Filter the entries beneath this task, copying only the lines that hold the word "path".

┄┄┄┄┄┄┄┄┄┄

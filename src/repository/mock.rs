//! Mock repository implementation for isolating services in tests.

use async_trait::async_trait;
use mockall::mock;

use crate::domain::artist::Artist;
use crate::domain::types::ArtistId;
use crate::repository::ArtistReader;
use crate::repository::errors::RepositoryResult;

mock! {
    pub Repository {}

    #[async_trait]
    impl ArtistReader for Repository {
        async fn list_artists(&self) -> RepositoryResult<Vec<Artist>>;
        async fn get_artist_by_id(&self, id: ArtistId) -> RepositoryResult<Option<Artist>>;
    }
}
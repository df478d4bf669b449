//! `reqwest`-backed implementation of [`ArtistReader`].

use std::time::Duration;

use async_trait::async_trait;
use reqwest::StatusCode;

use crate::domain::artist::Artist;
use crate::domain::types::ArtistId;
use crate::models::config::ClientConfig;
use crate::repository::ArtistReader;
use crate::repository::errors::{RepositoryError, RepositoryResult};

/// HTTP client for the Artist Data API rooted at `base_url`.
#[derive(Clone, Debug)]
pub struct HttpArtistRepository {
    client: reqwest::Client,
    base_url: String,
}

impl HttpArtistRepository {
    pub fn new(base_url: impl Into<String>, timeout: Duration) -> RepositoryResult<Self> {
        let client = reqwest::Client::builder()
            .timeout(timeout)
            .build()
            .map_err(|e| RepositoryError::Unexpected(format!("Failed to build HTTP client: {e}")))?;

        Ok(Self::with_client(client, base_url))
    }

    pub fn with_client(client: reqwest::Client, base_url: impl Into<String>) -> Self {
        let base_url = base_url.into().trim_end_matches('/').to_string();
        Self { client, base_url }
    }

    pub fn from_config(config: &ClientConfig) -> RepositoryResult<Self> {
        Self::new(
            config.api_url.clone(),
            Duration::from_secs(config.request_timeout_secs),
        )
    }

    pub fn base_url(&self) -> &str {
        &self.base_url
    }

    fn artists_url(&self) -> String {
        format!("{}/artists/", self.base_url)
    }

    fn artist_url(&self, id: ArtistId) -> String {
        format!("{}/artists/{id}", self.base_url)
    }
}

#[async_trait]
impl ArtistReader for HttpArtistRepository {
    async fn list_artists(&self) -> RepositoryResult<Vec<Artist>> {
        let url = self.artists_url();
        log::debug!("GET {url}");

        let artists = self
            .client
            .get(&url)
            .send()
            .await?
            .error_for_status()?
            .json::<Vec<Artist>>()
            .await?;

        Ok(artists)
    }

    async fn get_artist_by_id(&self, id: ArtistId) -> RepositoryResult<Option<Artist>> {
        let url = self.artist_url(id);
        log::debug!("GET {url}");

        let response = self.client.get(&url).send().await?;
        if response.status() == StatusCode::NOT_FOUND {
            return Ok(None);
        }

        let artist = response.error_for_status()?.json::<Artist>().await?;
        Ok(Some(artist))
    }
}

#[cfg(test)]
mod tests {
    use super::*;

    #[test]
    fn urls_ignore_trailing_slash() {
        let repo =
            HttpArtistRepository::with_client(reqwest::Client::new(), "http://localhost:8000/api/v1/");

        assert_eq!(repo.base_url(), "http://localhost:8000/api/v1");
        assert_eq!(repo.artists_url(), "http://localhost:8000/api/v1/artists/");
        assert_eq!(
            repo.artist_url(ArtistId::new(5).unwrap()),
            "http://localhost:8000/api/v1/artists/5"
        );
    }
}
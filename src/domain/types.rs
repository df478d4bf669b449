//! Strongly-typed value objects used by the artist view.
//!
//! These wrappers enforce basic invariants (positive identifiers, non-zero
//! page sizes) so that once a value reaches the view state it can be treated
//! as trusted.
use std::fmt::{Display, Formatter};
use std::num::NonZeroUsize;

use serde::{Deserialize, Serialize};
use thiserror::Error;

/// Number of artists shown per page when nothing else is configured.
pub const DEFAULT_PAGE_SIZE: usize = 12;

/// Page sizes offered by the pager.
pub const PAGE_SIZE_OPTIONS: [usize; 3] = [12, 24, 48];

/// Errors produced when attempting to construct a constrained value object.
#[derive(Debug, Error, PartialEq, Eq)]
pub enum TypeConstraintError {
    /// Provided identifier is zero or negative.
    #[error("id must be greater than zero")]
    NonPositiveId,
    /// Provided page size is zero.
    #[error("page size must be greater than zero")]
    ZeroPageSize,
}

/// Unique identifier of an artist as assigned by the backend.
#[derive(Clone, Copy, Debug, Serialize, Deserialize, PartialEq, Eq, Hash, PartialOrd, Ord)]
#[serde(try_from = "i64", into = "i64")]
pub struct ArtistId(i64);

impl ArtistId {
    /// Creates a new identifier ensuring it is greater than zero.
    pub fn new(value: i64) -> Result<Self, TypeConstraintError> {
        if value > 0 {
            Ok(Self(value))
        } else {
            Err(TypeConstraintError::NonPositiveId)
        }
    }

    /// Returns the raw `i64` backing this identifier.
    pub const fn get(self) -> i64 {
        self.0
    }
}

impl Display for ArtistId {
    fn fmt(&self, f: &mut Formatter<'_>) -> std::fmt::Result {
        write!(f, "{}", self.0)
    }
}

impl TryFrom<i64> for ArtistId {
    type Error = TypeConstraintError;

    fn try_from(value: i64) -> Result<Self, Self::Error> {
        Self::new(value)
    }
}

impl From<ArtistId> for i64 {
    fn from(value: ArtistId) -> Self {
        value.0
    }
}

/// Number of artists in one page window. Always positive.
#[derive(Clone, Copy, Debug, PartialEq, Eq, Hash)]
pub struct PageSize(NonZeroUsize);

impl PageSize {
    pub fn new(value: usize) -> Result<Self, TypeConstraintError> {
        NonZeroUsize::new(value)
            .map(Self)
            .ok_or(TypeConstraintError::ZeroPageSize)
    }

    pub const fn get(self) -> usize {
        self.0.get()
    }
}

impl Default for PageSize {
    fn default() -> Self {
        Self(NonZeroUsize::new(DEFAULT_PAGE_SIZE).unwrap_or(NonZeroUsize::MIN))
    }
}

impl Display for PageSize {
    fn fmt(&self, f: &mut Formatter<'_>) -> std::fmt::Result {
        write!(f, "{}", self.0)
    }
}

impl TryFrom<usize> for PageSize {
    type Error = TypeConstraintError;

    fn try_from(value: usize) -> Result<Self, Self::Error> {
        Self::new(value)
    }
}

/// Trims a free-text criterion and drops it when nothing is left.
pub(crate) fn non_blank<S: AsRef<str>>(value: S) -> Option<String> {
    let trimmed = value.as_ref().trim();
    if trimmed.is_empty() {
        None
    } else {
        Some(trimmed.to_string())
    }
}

┄┄┄┄┄┄┄┄┄┄

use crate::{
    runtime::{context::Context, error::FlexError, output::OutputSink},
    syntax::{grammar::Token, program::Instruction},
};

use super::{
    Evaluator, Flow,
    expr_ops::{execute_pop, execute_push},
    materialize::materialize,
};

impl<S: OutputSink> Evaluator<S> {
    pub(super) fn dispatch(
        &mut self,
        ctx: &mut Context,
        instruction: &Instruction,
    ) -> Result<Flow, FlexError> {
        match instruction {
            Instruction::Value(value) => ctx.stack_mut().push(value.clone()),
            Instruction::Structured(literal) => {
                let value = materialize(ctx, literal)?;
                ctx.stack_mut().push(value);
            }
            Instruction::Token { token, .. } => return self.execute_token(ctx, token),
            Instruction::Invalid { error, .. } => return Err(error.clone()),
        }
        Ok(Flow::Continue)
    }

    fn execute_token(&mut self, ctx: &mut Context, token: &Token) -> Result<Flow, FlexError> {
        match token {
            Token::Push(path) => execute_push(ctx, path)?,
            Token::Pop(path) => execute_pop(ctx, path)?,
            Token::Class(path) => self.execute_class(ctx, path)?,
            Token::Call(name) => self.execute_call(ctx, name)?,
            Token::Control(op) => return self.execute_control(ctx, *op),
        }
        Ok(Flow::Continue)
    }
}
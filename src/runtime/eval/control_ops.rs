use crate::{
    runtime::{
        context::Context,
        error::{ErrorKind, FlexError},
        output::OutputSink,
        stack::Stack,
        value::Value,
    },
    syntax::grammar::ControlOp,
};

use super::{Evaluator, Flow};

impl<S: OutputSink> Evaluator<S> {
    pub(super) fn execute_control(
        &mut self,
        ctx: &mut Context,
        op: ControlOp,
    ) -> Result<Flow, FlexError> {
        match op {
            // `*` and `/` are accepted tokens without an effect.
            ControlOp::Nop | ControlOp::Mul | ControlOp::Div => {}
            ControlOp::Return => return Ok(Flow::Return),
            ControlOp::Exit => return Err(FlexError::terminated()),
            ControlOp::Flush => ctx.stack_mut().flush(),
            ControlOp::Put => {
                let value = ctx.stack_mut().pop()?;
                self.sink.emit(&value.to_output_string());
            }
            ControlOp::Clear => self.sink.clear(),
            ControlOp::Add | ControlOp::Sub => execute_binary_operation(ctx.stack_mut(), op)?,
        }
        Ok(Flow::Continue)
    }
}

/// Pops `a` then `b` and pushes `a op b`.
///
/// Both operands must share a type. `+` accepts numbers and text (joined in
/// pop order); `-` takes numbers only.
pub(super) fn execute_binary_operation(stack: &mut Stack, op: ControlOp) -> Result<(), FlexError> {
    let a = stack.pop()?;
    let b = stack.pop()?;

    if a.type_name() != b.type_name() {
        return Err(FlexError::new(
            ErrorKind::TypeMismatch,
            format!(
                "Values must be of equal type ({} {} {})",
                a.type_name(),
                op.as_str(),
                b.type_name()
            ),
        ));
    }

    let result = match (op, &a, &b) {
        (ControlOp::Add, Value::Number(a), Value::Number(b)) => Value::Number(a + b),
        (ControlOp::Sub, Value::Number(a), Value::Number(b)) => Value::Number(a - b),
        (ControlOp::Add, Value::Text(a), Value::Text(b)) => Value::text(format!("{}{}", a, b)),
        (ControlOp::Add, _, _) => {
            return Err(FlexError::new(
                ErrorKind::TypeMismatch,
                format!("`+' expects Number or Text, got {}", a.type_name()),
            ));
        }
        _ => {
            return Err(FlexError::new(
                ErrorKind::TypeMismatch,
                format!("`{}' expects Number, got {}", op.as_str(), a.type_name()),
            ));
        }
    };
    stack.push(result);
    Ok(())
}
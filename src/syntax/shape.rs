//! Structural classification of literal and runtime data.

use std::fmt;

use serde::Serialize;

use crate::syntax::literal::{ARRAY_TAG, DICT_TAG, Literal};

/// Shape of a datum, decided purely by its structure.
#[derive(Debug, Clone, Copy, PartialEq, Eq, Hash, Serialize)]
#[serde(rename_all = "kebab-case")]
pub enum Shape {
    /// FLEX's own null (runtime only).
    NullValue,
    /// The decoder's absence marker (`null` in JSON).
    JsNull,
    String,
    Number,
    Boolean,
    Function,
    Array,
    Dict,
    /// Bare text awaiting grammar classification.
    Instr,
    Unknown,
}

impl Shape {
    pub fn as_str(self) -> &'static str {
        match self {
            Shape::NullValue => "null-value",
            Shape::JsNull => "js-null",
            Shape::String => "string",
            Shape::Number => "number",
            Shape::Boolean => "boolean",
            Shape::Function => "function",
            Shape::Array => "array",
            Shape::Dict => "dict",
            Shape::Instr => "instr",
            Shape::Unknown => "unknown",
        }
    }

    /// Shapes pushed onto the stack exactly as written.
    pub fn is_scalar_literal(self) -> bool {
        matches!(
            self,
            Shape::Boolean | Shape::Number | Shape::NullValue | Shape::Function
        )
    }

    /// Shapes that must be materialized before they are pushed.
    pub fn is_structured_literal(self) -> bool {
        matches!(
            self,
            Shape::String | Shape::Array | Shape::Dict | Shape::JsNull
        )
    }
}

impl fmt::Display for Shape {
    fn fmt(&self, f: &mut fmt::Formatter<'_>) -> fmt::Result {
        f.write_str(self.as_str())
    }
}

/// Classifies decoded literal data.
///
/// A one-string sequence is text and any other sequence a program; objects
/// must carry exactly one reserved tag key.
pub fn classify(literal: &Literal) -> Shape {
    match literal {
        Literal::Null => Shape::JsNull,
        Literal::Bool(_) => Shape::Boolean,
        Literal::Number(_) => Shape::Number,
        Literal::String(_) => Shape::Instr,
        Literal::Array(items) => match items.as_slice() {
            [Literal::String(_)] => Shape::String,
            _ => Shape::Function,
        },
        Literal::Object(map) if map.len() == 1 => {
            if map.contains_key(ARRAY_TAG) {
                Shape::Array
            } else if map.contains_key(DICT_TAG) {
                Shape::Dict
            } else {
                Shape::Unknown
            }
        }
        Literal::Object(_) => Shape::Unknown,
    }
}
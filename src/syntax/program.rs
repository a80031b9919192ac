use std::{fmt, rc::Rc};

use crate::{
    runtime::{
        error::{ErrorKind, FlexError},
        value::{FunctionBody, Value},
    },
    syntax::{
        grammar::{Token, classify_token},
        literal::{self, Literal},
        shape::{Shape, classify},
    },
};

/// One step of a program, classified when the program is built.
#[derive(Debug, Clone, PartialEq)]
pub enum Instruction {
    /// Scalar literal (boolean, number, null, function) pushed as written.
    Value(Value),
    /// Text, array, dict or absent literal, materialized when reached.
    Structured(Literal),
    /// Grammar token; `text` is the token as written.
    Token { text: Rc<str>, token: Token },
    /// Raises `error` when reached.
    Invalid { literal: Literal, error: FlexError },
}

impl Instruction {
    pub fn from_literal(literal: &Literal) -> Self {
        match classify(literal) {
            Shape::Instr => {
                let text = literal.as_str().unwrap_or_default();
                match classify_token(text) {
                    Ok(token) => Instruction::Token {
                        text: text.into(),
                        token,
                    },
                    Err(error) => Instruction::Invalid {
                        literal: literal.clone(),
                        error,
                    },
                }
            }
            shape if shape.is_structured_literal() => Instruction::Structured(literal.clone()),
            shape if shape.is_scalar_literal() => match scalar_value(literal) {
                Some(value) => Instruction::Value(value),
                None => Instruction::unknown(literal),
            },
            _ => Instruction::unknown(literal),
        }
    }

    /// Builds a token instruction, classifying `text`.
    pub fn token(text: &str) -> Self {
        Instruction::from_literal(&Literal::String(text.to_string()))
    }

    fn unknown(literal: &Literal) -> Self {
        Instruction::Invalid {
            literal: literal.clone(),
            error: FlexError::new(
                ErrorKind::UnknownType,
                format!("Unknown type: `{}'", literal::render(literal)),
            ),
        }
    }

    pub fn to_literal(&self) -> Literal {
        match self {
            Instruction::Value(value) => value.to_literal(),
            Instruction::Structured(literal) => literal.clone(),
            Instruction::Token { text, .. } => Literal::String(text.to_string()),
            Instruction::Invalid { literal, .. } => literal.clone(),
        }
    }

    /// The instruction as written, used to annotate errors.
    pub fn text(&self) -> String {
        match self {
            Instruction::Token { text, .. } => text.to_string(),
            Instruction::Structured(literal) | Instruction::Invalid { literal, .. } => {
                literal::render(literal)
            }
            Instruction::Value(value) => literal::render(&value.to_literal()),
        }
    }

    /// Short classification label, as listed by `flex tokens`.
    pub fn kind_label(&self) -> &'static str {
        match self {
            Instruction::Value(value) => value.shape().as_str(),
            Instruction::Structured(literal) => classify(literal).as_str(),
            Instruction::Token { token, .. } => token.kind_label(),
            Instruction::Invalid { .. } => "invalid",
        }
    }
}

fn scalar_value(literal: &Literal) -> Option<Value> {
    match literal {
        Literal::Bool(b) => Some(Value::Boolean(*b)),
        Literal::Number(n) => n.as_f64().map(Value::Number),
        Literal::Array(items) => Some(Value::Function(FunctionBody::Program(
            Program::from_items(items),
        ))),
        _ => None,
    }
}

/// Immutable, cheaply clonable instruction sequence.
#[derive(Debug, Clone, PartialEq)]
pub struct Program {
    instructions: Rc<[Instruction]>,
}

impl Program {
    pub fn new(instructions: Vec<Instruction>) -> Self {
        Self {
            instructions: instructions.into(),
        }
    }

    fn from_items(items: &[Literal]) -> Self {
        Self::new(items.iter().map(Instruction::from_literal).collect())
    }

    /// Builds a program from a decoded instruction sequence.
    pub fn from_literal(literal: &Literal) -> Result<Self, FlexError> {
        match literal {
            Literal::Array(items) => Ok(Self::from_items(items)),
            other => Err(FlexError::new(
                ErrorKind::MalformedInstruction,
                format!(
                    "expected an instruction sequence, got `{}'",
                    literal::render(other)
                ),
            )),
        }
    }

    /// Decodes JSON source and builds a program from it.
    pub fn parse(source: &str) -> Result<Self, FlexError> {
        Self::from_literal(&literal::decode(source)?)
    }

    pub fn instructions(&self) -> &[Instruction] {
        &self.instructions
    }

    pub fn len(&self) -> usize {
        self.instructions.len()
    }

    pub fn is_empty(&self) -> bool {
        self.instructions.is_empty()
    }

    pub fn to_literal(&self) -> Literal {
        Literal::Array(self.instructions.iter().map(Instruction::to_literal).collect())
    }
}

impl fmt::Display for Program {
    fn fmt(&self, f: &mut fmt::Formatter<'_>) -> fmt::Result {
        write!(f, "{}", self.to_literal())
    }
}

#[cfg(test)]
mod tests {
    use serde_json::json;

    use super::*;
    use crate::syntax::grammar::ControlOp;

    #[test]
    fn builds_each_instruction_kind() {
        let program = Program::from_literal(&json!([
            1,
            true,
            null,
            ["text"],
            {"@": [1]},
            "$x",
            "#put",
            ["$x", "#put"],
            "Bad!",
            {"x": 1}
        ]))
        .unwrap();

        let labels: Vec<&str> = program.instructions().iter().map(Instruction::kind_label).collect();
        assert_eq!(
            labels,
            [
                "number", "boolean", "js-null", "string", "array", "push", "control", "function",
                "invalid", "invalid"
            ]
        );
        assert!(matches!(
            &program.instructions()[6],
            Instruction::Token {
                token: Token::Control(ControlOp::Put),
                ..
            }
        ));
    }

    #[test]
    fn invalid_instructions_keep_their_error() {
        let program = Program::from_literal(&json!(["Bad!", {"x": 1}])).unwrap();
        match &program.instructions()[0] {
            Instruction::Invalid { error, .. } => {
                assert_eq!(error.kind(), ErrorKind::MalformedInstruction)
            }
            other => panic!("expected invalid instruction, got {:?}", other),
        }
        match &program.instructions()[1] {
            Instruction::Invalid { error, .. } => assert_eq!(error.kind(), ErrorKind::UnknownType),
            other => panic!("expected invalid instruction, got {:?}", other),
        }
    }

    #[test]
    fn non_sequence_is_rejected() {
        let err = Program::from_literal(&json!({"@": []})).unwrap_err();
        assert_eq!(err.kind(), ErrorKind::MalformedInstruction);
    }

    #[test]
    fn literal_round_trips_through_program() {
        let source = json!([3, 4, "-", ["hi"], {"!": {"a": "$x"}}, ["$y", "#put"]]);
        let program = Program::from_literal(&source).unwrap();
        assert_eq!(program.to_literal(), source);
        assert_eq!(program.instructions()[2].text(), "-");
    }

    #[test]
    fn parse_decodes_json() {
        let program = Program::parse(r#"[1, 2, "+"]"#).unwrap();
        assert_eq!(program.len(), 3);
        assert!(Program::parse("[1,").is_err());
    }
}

┄┄┄┄┄┄┄┄┄┄

**ANSWER:**
            Token::Push(path) => execute_push(ctx, path)?,
            Token::Pop(path) => execute_pop(ctx, path)?,
            Token::Class(path) => self.execute_class(ctx, path)?,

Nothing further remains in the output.